** Supplied records **

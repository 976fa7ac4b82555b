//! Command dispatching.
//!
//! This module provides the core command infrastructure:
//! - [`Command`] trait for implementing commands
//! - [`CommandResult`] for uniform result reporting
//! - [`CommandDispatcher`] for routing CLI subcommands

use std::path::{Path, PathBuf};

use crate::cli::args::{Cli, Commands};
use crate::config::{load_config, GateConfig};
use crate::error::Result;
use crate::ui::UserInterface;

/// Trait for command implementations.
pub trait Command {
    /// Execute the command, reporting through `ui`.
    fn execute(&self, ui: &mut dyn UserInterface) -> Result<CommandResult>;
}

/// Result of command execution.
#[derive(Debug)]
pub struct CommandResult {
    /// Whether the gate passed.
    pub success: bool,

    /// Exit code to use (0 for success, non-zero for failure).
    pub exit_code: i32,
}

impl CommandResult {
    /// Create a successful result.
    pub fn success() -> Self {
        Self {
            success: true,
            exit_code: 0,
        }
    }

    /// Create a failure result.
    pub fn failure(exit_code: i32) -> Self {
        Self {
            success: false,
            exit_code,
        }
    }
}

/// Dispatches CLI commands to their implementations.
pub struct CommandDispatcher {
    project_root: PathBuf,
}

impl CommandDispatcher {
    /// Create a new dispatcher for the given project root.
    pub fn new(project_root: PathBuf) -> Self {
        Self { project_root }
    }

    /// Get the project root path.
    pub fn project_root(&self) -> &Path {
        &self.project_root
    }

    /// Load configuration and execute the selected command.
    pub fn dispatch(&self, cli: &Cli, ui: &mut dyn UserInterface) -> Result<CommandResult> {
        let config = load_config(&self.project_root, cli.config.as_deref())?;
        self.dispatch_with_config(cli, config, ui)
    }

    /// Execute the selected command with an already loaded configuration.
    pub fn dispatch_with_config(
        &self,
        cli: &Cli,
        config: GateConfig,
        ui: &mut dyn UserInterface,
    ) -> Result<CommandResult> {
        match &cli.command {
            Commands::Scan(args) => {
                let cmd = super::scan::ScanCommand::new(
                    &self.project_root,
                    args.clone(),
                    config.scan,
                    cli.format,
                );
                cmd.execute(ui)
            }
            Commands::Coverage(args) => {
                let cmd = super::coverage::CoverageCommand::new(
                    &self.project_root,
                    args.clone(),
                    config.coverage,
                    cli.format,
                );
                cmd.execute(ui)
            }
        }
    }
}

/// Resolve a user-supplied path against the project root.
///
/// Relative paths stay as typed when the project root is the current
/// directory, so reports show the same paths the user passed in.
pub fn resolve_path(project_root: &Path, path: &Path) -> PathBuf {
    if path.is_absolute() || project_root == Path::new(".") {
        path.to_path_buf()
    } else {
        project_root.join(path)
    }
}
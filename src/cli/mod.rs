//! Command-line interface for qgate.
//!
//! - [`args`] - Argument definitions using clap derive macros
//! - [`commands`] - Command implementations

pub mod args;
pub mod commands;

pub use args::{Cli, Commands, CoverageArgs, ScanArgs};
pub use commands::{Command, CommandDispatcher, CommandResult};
--
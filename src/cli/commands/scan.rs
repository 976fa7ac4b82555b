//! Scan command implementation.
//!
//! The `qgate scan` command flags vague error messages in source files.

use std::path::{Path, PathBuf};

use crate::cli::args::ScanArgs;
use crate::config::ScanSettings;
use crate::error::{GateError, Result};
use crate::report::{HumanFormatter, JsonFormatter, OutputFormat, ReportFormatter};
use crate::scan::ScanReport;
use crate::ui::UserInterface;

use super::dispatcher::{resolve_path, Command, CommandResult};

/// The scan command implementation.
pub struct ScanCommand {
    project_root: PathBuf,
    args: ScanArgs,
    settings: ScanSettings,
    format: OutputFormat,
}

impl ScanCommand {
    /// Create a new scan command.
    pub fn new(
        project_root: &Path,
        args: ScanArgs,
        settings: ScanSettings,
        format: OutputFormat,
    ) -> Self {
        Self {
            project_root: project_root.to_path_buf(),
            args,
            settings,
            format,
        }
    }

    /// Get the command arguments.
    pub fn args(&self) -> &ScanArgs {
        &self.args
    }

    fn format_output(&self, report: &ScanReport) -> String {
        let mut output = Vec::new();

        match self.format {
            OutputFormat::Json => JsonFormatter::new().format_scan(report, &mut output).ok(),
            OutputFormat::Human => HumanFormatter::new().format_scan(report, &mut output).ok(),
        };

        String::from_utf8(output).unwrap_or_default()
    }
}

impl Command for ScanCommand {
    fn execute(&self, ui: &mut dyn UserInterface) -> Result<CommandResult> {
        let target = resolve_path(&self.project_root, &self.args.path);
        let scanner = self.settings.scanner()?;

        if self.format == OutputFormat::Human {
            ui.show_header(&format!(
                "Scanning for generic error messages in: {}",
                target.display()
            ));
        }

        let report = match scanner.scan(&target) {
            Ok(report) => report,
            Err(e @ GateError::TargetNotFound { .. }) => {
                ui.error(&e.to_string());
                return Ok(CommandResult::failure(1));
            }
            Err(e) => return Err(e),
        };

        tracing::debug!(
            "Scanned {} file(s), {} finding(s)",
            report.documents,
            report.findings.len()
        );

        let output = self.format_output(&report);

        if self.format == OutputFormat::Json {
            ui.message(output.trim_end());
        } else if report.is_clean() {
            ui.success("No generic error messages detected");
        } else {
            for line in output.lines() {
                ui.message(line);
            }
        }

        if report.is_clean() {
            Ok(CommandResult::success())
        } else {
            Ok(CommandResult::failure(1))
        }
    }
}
---
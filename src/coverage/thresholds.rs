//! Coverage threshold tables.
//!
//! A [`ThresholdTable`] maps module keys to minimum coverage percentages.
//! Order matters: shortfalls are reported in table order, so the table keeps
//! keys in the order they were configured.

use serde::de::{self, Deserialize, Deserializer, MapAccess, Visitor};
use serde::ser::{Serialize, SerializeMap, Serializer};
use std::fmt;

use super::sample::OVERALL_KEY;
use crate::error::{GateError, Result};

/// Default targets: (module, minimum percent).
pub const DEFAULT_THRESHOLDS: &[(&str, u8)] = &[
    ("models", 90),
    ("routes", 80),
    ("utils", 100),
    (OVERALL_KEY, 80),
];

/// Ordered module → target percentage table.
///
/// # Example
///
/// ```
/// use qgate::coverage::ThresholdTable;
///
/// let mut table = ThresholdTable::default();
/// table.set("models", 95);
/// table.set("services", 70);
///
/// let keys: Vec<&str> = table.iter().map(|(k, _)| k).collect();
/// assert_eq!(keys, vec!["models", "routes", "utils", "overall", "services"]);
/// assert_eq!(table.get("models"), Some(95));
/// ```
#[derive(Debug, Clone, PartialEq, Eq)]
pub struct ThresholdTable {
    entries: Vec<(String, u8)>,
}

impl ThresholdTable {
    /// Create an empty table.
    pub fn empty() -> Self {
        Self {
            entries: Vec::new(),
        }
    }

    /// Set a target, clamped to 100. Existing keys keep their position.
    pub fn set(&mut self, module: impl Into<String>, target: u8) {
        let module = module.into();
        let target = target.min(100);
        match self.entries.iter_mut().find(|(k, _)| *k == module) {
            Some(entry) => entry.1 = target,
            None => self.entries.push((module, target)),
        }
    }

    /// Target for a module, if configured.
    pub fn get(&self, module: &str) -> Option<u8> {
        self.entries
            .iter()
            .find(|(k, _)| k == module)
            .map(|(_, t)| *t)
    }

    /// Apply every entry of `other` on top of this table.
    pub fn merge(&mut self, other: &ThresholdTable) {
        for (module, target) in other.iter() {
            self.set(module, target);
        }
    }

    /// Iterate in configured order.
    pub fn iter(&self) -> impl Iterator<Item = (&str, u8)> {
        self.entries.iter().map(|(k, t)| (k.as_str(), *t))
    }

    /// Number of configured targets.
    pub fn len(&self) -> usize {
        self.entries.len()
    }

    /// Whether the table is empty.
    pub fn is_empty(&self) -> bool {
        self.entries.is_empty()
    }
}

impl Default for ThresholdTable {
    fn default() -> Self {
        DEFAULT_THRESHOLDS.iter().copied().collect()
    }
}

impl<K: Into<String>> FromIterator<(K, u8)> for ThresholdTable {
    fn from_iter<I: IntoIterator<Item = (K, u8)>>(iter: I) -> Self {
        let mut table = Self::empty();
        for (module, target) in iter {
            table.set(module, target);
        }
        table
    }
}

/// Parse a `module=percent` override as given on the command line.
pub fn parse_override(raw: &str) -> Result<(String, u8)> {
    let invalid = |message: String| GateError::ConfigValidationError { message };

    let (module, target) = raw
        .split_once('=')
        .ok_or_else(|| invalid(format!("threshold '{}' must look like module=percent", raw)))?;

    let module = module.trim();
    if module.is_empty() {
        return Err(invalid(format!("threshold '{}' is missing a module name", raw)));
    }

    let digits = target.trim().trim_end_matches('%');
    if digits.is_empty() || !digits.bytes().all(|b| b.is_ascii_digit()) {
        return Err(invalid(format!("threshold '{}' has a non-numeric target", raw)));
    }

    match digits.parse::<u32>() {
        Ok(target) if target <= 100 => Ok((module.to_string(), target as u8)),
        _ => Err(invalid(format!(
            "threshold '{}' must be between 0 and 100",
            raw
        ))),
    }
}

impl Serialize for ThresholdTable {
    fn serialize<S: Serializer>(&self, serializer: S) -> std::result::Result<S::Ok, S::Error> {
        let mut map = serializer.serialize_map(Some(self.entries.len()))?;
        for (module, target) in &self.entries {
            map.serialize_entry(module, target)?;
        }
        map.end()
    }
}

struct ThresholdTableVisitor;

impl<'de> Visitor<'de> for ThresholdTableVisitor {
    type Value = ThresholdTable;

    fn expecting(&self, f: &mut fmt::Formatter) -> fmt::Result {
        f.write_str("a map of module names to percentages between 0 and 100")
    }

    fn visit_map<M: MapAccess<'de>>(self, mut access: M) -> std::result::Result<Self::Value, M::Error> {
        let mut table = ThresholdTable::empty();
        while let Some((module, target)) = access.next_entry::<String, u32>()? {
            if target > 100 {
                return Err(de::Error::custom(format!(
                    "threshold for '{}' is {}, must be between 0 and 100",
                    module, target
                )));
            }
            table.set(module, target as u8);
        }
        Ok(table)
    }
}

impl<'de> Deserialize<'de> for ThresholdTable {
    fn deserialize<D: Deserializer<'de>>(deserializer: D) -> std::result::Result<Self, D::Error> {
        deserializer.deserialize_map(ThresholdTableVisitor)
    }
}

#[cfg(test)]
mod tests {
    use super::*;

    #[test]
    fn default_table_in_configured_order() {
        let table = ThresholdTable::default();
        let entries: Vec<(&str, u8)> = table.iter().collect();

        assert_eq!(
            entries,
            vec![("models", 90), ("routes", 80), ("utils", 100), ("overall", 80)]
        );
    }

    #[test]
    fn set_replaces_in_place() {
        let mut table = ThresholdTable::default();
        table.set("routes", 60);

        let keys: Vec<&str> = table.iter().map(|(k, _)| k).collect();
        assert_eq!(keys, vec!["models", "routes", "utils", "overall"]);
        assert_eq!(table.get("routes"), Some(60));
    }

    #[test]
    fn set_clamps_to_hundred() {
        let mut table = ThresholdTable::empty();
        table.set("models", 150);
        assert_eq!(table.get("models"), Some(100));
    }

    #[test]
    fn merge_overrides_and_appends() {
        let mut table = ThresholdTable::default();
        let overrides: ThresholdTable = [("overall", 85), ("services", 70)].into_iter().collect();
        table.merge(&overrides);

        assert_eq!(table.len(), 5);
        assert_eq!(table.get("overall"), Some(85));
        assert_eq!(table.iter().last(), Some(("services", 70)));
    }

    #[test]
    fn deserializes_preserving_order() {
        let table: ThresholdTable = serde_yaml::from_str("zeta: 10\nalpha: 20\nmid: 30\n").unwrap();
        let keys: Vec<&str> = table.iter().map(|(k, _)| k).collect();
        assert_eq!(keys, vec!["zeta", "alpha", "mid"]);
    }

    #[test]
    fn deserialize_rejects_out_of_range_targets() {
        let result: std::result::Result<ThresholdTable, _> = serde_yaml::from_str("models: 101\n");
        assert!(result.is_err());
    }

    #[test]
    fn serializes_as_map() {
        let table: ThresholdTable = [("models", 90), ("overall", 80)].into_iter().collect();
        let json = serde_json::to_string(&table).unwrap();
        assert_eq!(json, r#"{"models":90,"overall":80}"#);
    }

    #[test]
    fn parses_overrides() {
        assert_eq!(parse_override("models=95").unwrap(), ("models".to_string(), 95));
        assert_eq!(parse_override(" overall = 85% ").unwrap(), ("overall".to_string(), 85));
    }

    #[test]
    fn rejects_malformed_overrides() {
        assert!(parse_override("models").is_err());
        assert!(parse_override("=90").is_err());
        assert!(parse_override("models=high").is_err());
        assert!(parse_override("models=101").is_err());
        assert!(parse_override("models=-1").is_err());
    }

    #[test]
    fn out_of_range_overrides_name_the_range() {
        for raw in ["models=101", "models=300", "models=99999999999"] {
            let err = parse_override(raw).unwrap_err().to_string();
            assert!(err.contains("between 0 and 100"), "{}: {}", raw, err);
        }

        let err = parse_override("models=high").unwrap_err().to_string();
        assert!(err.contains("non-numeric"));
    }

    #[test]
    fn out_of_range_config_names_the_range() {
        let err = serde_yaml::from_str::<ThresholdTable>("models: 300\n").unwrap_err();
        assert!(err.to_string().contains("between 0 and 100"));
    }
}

** Required action **
Gather all lines from the records above in which "contains" appears.

** Written solution **
            assert!(err.contains("between 0 and 100"), "{}: {}", raw, err);
        assert!(err.contains("non-numeric"));
        assert!(err.to_string().contains("between 0 and 100"));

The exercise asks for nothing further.